A geografia da felicidade na Itália
A Itália, no entanto, confirma a sua histórica fractura interna, embora com novas nuances. O Norte continua a ser a locomotiva da percepção de bem-estar, com o Nordeste perto de 49% de pessoas muito satisfeitas. O Sul está em dificuldades, parando nos 42,7%, mas, e aqui está a surpresa, não cede ao pessimismo. As perspectivas futuras idealizadas pelos italianos no Sul são quase tão animadoras como as do Noroeste. É a resiliência de quem está habituado a navegar em águas agitadas.

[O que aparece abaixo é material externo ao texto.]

//! Rendering of backend payloads into message text.

use serde_json::Value;

use crate::models::{AnalysisRecord, DoctorRecord, InfoRecord, ScheduleEntry};

/// Longest free-text field shown for an analysis, in characters
pub const DISPLAY_LIMIT: usize = 100;

/// Line marker for analyses found by search
pub const ANALYSIS_MARKER: &str = "🔬";
/// Line marker for certificate listings
pub const CERTIFICATE_MARKER: &str = "🧪";

/// First `limit` characters of `text`, cut exactly, without an ellipsis.
pub fn truncate(text: &str, limit: usize) -> &str {
    match text.char_indices().nth(limit) {
        Some((end, _)) => &text[..end],
        None => text,
    }
}

pub fn doctor_line(doctor: &DoctorRecord) -> String {
    format!(
        "👨‍⚕️ {} - {} ({}): {} руб.",
        doctor.specialization, doctor.academic_degree, doctor.type_visit, doctor.price
    )
}

pub fn format_doctors(doctors: &[DoctorRecord]) -> String {
    doctors.iter().map(doctor_line).collect::<Vec<_>>().join("\n")
}

pub fn analysis_line(analysis: &AnalysisRecord, marker: &str) -> String {
    format!(
        "{marker} - {} : {} руб.",
        truncate(&analysis.full_text, DISPLAY_LIMIT),
        analysis.price
    )
}

pub fn format_analyses(analyses: &[AnalysisRecord], marker: &str) -> String {
    analyses
        .iter()
        .map(|analysis| analysis_line(analysis, marker))
        .collect::<Vec<_>>()
        .join("\n")
}

fn push_schedule(text: &mut String, schedule: &[ScheduleEntry]) {
    for entry in schedule {
        text.push_str(&format!("   📅 {}: {}\n", entry.days, entry.hours));
    }
}

/// Markdown clinic card: phone first, then every address with its schedules.
pub fn format_info(info: &InfoRecord) -> String {
    let mut text = String::from("📍 *Информация о поликлинике:*\n\n");

    if let Some(phone) = info.phone.as_deref().filter(|phone| !phone.is_empty()) {
        text.push_str(&format!("📞 *Телефон:* `{phone}`\n\n"));
    }

    for address in &info.addresses {
        text.push_str(&format!("🏥 *Адрес:* {}\n", address.address));
        text.push_str("🕒 *Диагностическая поликлиника:*\n");
        push_schedule(&mut text, &address.diagnostic_schedule);

        if let Some(lab) = address.lab_schedule.as_deref().filter(|lab| !lab.is_empty()) {
            text.push_str("🧪 *Бактериологическая лаборатория:*\n");
            push_schedule(&mut text, lab);
        }

        text.push('\n');
    }

    text
}

/// Text to show for a processed voice clip: the answer or transcript if present, the raw body otherwise.
pub fn format_audio_result(value: &Value) -> String {
    ["answer", "text"]
        .iter()
        .find_map(|key| value.get(*key).and_then(Value::as_str))
        .map(str::to_string)
        .unwrap_or_else(|| value.to_string())
}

Um fato sociológico importante é a vingança da província. Quanto menor o município, mais feliz se vive. Nos centros com até 2 mil habitantes a satisfação ultrapassa os 52%, enquanto nas grandes áreas metropolitanas cai para 41%. Parece que a dimensão humana, a da “boa vizinhança” e do ritmo mais lento, ainda é o ingrediente secreto da felicidade italiana, um luxo que as grandes cidades, apesar dos serviços, lutam para oferecer.
Um olhar sobre a Europa: ligada, mas frágil
Alargando o horizonte, tanto o caso português como o italiano enquadram-se num contexto europeu onde não faltam incertezas. Somos um continente cada vez mais conectado, onde as economias estão interligadas, mas também mais frágeis. A inflação diminuiu o poder de compra em quase todos os países da União. No entanto índices de bem-estar estão se mantendosustentado por um tecido social que, embora desgastado, ainda não foi rasgado.
O desafio da Europa, assim como de Portugal e Itália, é transformar os dados positivos do índice numa percepção real de bem-estar e estabilidade. Não basta que o PIB ou os índices macroeconómicos aumentem se o cidadão se sentir sozinho face à burocracia, tiver medo pelo seu futuro na segurança social ou não tiver tempo para ver os seus filhos crescerem. Precisamos de realismo: a direção é a certaos resultados estão aí. Mas ainda há um longo caminho a percorrer para traduzir as estatísticas em verdadeiras “boas vidas” para todos. Saber encarar esta realidade de frente, sem derrotismo mas sem descontos, é a única forma de tentar mudá-la.